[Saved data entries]

- Opening Delimiter -

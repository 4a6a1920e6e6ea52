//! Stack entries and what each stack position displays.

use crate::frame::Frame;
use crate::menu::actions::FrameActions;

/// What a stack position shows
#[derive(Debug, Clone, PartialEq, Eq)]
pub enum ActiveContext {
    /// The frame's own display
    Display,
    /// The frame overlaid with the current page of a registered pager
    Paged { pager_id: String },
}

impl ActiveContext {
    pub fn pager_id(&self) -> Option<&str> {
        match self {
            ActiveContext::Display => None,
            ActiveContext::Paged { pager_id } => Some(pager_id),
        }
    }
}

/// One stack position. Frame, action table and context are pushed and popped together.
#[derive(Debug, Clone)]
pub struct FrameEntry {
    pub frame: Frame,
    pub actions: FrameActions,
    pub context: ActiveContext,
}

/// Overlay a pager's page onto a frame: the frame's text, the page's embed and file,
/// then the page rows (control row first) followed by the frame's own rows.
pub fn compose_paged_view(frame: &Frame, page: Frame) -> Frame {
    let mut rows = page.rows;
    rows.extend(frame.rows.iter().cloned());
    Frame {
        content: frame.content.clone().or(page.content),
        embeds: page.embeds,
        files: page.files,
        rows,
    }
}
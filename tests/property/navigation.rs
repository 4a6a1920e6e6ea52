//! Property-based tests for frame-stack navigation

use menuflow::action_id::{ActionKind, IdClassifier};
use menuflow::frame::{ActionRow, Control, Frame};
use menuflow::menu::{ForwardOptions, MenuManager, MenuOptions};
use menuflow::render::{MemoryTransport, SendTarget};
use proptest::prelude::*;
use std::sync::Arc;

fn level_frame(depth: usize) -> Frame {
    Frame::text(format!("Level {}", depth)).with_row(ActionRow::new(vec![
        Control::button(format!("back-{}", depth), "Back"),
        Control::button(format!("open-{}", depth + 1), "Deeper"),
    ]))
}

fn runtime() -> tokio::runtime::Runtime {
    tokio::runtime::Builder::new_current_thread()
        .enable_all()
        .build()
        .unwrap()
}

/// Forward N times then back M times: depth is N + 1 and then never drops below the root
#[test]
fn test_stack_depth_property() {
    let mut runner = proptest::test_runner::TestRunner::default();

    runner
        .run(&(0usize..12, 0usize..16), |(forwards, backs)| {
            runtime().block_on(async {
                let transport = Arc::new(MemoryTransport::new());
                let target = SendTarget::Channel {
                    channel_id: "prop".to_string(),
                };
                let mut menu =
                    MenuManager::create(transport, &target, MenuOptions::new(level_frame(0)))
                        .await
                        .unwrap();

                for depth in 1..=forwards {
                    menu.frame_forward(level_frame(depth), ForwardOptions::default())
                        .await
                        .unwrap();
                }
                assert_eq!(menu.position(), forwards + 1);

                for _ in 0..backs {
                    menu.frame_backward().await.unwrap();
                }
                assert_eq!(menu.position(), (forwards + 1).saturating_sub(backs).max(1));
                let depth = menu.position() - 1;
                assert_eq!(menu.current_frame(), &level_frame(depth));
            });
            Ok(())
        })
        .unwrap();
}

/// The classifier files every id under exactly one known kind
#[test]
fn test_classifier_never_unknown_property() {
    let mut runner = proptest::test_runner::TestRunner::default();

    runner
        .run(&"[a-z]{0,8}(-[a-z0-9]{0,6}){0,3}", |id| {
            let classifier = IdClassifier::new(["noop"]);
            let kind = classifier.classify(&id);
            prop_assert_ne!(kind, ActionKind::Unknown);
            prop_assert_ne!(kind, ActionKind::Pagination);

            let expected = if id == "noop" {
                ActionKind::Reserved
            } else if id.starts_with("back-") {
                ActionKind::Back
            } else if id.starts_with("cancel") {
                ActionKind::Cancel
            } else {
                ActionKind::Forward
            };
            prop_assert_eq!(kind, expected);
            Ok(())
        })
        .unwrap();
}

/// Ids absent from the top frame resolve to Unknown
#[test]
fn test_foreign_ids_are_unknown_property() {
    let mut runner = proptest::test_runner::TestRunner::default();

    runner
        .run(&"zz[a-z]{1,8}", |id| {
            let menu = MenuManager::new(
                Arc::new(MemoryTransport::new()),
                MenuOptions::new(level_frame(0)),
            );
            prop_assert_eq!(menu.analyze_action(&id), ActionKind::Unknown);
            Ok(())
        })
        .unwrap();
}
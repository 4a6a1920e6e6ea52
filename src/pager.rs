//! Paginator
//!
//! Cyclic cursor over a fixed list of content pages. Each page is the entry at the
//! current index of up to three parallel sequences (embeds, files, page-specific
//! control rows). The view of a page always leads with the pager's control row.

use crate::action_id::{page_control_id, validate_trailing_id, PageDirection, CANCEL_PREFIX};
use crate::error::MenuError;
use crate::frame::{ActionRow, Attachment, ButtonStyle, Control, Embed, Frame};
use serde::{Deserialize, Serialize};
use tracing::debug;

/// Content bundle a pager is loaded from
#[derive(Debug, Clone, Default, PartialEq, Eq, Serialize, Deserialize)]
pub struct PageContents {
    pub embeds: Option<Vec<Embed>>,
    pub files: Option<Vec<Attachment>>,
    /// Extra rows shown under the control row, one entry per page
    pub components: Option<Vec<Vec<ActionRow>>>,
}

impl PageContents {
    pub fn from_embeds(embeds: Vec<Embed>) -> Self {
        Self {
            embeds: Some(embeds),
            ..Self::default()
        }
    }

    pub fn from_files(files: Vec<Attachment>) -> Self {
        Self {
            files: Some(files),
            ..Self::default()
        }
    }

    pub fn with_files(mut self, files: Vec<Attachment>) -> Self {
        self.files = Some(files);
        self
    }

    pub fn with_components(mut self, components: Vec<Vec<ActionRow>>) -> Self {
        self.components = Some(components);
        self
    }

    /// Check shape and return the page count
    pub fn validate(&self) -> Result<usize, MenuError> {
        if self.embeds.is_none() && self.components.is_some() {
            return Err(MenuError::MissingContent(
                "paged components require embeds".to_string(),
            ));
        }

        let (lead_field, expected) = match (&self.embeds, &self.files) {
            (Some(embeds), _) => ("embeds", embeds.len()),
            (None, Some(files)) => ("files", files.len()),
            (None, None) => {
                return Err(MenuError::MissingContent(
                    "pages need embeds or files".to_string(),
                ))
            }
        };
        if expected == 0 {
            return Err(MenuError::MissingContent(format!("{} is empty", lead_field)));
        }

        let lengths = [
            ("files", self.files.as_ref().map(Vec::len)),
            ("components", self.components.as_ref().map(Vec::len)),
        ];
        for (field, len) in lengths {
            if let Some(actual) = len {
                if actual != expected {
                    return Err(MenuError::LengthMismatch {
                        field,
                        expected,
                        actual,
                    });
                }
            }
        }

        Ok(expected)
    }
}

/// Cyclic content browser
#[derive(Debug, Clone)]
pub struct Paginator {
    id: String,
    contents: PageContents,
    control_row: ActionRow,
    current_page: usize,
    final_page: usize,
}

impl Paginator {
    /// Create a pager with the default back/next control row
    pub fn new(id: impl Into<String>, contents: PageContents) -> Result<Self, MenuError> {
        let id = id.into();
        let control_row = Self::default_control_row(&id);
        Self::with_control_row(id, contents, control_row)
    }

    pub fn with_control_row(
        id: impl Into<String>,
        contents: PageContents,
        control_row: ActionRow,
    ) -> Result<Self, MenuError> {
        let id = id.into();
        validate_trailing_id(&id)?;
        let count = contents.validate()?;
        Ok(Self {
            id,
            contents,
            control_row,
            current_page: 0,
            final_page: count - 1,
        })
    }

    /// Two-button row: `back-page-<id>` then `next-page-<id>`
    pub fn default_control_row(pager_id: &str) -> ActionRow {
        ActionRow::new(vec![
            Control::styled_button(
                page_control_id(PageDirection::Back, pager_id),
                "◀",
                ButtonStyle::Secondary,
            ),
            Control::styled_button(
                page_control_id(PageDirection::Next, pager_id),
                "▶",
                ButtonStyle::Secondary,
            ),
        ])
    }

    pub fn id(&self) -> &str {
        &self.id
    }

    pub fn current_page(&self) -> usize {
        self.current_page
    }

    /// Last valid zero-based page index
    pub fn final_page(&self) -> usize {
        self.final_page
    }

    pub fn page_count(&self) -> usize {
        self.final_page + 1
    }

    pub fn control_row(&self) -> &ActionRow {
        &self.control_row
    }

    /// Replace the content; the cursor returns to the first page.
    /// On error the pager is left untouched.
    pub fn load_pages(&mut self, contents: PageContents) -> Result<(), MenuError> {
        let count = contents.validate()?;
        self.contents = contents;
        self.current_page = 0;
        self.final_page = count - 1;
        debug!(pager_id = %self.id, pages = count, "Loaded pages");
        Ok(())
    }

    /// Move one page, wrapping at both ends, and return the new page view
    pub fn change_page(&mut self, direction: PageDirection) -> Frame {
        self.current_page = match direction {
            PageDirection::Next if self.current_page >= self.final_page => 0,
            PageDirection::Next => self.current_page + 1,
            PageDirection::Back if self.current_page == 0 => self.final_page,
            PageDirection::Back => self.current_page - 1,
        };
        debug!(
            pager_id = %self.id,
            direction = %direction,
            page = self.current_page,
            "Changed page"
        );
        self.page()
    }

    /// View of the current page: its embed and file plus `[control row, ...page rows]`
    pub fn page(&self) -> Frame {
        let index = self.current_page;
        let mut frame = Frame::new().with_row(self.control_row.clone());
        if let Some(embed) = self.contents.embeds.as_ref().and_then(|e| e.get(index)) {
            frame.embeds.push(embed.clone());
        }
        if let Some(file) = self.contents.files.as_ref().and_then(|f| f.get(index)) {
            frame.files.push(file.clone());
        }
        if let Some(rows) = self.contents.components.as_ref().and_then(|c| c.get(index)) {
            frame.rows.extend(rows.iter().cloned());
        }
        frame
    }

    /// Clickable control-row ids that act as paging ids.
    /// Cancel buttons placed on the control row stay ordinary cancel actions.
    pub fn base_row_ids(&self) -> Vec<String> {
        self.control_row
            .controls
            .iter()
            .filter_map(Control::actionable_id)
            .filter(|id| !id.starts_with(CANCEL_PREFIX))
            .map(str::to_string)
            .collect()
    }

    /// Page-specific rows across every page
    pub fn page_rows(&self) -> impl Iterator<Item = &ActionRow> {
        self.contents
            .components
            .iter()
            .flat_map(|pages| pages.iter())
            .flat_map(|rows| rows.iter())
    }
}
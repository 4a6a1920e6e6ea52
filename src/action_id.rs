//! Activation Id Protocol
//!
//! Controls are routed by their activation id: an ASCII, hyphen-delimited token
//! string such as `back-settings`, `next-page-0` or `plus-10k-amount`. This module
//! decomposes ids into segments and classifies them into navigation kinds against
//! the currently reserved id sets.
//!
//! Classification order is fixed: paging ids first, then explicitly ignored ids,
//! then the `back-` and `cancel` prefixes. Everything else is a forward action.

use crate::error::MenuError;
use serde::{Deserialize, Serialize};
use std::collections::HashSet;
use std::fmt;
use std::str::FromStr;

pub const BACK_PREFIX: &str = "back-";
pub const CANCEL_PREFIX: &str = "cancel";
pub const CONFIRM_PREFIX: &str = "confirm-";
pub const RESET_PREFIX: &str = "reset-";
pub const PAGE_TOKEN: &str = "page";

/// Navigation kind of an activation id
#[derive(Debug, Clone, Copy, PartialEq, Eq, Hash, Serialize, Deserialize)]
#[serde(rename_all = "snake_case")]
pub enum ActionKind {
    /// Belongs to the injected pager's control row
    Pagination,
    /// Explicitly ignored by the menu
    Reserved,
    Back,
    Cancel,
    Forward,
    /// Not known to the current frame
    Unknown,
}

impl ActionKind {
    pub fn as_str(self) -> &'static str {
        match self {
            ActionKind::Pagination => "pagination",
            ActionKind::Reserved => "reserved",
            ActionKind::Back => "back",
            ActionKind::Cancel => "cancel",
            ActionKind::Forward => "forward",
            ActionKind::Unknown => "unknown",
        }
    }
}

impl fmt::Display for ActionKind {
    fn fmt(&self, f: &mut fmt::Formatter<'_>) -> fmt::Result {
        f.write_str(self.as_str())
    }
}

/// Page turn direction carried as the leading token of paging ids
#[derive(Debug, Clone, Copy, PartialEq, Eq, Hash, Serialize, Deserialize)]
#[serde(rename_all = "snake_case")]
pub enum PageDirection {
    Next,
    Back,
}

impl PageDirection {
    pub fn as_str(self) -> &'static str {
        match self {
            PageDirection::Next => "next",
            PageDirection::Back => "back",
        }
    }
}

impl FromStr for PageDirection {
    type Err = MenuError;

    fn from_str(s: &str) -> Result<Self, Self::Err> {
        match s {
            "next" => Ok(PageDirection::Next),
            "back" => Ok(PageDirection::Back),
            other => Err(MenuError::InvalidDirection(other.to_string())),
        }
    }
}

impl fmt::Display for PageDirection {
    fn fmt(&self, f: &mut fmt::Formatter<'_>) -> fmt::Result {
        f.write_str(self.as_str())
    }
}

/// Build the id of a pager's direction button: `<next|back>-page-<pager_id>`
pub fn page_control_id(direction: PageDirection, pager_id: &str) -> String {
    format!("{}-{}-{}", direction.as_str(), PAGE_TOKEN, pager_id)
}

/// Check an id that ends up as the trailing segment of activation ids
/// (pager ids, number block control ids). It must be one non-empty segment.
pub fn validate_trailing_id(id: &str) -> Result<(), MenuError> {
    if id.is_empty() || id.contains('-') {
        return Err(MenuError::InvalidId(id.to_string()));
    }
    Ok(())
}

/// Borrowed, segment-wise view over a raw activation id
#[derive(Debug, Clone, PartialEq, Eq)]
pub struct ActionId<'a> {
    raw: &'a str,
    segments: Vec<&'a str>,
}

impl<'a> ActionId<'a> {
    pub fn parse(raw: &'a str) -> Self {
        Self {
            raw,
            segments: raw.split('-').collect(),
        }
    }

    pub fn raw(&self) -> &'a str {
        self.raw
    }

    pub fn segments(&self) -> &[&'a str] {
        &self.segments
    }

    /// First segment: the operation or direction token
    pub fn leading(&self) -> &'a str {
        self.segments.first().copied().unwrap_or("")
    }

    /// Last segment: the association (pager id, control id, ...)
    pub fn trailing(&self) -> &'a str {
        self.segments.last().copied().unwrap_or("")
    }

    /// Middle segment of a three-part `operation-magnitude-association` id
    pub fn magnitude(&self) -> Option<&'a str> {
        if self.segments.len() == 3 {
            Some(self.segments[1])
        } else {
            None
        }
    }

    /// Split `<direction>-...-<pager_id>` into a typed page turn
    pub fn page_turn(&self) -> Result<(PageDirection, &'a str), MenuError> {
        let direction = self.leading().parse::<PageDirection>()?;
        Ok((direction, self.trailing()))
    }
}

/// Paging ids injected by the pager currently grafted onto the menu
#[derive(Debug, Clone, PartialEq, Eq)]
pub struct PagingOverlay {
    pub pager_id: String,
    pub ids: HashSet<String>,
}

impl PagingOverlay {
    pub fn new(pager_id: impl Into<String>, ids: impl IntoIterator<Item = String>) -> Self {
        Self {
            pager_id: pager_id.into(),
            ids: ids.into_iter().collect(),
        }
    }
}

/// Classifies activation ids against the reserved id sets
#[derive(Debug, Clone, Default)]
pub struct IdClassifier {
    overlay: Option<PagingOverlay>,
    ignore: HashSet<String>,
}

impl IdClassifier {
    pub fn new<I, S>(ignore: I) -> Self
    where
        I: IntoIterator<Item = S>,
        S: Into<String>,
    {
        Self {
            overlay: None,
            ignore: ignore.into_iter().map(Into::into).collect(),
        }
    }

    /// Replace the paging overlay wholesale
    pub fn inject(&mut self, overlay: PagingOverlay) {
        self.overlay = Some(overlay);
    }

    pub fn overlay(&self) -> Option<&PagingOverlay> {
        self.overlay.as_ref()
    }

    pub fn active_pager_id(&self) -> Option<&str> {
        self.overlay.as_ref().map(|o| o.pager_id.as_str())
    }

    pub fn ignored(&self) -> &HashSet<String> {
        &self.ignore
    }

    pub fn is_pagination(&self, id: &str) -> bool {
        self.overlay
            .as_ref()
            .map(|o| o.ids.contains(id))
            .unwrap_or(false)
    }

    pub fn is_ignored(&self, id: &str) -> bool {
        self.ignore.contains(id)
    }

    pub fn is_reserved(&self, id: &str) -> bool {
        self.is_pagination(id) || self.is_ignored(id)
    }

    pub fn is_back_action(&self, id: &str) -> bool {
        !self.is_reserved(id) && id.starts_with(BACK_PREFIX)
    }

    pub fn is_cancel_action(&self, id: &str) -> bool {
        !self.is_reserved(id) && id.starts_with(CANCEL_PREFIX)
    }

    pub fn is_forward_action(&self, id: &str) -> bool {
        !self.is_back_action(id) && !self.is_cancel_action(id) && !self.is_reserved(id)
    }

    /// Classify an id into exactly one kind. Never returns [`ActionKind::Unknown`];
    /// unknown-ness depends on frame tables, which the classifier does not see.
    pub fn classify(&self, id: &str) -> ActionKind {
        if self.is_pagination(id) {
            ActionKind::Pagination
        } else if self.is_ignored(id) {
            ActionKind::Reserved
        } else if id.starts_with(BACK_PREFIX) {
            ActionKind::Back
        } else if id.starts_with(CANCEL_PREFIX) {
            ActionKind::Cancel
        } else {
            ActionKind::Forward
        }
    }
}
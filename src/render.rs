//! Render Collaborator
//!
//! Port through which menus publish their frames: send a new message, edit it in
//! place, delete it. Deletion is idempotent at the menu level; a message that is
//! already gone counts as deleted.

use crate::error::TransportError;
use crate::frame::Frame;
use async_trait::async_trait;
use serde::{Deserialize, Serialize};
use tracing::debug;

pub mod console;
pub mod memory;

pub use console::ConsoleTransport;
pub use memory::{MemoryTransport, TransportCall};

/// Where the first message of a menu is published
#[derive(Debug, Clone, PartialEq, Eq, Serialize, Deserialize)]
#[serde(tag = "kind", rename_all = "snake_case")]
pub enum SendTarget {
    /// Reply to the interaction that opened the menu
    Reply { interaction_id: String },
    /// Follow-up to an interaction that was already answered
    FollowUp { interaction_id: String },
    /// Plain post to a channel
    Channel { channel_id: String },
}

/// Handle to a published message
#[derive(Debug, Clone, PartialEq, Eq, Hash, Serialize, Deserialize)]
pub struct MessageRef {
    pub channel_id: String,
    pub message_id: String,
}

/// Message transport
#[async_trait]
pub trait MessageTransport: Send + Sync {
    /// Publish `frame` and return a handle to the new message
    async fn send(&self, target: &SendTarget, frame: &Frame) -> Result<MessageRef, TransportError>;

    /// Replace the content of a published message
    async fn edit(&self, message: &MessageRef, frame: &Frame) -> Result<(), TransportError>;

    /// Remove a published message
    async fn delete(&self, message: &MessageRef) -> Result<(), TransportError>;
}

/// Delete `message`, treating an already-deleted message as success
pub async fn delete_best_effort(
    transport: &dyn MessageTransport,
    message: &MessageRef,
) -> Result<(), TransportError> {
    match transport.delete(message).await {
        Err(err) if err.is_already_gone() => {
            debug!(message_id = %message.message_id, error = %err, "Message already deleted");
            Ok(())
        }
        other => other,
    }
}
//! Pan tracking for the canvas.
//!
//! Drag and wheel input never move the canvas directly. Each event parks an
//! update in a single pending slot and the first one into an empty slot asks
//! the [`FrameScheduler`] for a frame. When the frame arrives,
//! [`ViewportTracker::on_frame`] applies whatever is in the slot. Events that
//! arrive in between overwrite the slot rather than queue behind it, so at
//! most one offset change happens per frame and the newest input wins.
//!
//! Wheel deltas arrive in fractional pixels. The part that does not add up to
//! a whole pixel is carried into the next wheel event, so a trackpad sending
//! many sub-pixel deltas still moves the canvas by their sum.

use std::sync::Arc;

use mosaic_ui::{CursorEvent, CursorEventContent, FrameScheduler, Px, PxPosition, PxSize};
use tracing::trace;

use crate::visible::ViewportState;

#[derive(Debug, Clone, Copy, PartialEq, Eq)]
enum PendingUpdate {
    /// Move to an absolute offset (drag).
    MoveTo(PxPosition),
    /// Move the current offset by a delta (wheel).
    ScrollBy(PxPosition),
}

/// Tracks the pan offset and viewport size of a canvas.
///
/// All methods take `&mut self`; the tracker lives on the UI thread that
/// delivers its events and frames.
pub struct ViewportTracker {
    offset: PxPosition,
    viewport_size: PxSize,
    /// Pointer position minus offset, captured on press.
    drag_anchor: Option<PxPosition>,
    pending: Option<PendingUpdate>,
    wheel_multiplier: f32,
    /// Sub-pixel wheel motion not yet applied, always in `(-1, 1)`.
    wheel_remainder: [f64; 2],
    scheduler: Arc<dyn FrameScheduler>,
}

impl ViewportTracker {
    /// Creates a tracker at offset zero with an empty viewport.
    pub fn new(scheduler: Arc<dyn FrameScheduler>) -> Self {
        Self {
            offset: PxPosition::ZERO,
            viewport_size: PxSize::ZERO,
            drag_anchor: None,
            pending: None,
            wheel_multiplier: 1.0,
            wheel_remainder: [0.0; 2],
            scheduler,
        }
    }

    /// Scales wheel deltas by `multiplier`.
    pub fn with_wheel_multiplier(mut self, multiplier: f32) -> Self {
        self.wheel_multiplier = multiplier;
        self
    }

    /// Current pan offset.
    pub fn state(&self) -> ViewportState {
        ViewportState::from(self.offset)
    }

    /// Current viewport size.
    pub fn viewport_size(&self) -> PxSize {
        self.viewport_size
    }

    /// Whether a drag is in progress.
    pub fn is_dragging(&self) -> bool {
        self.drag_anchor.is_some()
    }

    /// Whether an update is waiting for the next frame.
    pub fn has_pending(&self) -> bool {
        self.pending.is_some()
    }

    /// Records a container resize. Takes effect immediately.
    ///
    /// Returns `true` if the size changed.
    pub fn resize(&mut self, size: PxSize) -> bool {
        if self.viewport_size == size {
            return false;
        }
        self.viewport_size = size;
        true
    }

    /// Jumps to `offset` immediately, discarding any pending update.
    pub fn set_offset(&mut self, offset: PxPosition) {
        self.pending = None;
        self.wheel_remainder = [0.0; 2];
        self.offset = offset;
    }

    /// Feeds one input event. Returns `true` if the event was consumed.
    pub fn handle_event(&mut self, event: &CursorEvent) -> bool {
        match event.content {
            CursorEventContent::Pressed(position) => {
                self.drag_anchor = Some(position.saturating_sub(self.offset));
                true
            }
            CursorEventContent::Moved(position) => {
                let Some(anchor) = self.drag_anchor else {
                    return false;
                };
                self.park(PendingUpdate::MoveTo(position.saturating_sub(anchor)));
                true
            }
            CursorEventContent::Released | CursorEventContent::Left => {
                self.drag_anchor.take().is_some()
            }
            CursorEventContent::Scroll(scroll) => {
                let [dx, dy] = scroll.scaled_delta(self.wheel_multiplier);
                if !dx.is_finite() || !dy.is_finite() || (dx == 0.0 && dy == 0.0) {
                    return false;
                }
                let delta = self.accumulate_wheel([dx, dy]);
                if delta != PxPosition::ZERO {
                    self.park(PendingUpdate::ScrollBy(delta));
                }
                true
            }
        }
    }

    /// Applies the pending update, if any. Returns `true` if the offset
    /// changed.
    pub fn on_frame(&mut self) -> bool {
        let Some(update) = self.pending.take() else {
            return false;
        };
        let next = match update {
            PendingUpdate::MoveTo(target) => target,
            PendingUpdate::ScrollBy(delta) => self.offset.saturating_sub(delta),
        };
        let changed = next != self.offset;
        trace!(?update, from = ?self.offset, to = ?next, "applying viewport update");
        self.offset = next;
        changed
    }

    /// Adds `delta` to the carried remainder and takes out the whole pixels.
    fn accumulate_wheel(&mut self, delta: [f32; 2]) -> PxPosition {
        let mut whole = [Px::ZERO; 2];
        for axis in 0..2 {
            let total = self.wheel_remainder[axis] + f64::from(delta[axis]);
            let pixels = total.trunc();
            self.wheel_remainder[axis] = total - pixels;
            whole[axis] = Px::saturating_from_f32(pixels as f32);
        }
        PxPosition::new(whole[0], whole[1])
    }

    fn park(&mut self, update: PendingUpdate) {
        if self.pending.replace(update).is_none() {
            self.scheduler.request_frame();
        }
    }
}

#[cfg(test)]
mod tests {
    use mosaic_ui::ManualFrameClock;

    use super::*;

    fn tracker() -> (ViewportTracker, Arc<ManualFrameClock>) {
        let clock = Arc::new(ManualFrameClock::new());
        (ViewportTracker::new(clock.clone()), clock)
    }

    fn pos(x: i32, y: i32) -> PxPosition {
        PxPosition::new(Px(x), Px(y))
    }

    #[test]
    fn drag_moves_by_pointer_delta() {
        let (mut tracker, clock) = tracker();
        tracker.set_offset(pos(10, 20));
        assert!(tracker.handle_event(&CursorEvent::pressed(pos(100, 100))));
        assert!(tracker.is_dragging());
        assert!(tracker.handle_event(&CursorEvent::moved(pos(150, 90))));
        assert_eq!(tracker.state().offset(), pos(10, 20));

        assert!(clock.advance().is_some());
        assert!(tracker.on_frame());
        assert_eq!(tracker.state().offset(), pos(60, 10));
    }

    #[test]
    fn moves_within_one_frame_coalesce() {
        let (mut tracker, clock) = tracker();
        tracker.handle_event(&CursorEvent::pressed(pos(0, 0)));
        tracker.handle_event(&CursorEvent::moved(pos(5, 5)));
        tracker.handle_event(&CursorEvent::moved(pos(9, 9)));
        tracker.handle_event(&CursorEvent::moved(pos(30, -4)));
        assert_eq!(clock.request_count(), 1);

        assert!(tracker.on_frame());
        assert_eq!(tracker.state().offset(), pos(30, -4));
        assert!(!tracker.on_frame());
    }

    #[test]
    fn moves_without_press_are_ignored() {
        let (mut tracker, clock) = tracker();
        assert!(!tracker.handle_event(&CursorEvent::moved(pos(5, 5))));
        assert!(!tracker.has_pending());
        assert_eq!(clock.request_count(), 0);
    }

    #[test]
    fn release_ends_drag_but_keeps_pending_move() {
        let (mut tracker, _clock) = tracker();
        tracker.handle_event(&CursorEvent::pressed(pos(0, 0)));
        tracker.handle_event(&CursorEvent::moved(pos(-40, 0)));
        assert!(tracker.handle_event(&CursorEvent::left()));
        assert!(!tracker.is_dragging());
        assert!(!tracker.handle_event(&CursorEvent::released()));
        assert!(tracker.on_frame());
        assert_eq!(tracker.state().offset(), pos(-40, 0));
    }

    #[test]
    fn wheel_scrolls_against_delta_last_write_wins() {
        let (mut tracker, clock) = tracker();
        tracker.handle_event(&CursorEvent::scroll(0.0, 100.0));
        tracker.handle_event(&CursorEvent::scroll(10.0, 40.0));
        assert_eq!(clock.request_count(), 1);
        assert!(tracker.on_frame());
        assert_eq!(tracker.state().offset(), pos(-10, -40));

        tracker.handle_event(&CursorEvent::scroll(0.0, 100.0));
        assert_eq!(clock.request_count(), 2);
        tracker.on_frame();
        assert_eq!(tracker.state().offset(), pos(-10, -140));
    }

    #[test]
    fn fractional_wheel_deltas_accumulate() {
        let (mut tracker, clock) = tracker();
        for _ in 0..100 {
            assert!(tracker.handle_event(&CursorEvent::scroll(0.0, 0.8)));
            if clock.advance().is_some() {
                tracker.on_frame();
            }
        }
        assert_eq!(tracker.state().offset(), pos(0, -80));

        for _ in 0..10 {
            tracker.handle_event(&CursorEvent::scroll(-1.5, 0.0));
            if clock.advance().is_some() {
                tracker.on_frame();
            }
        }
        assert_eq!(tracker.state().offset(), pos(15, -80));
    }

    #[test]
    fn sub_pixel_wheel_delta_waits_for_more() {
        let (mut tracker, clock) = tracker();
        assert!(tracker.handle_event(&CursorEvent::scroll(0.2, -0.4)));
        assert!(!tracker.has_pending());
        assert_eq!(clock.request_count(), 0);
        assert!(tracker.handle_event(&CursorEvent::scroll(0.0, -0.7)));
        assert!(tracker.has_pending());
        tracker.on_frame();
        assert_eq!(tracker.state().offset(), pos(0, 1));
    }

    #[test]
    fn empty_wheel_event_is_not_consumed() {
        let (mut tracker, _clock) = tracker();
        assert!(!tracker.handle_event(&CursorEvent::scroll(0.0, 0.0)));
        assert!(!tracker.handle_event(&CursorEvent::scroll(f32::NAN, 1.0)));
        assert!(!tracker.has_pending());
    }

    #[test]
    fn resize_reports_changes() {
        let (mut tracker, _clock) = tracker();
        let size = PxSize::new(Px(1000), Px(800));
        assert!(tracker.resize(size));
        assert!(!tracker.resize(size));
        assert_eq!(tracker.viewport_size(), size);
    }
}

- Closing Delimiter -

Task statement: Look above for the line containing "pub fn is_cancel_action(&self, id: &str)". Output from there through the line containing "to a channel", exactly and inclusively.

Written solution:
    pub fn is_cancel_action(&self, id: &str) -> bool {
        !self.is_reserved(id) && id.starts_with(CANCEL_PREFIX)
    }

    pub fn is_forward_action(&self, id: &str) -> bool {
        !self.is_back_action(id) && !self.is_cancel_action(id) && !self.is_reserved(id)
    }

    /// Classify an id into exactly one kind. Never returns [`ActionKind::Unknown`];
    /// unknown-ness depends on frame tables, which the classifier does not see.
    pub fn classify(&self, id: &str) -> ActionKind {
        if self.is_pagination(id) {
            ActionKind::Pagination
        } else if self.is_ignored(id) {
            ActionKind::Reserved
        } else if id.starts_with(BACK_PREFIX) {
            ActionKind::Back
        } else if id.starts_with(CANCEL_PREFIX) {
            ActionKind::Cancel
        } else {
            ActionKind::Forward
        }
    }
}
filename src/render.rs
//! Render Collaborator
//!
//! Port through which menus publish their frames: send a new message, edit it in
//! place, delete it. Deletion is idempotent at the menu level; a message that is
//! already gone counts as deleted.

use crate::error::TransportError;
use crate::frame::Frame;
use async_trait::async_trait;
use serde::{Deserialize, Serialize};
use tracing::debug;

pub mod console;
pub mod memory;

pub use console::ConsoleTransport;
pub use memory::{MemoryTransport, TransportCall};

/// Where the first message of a menu is published
#[derive(Debug, Clone, PartialEq, Eq, Serialize, Deserialize)]
#[serde(tag = "kind", rename_all = "snake_case")]
pub enum SendTarget {
    /// Reply to the interaction that opened the menu
    Reply { interaction_id: String },
    /// Follow-up to an interaction that was already answered
    FollowUp { interaction_id: String },
    /// Plain post to a channel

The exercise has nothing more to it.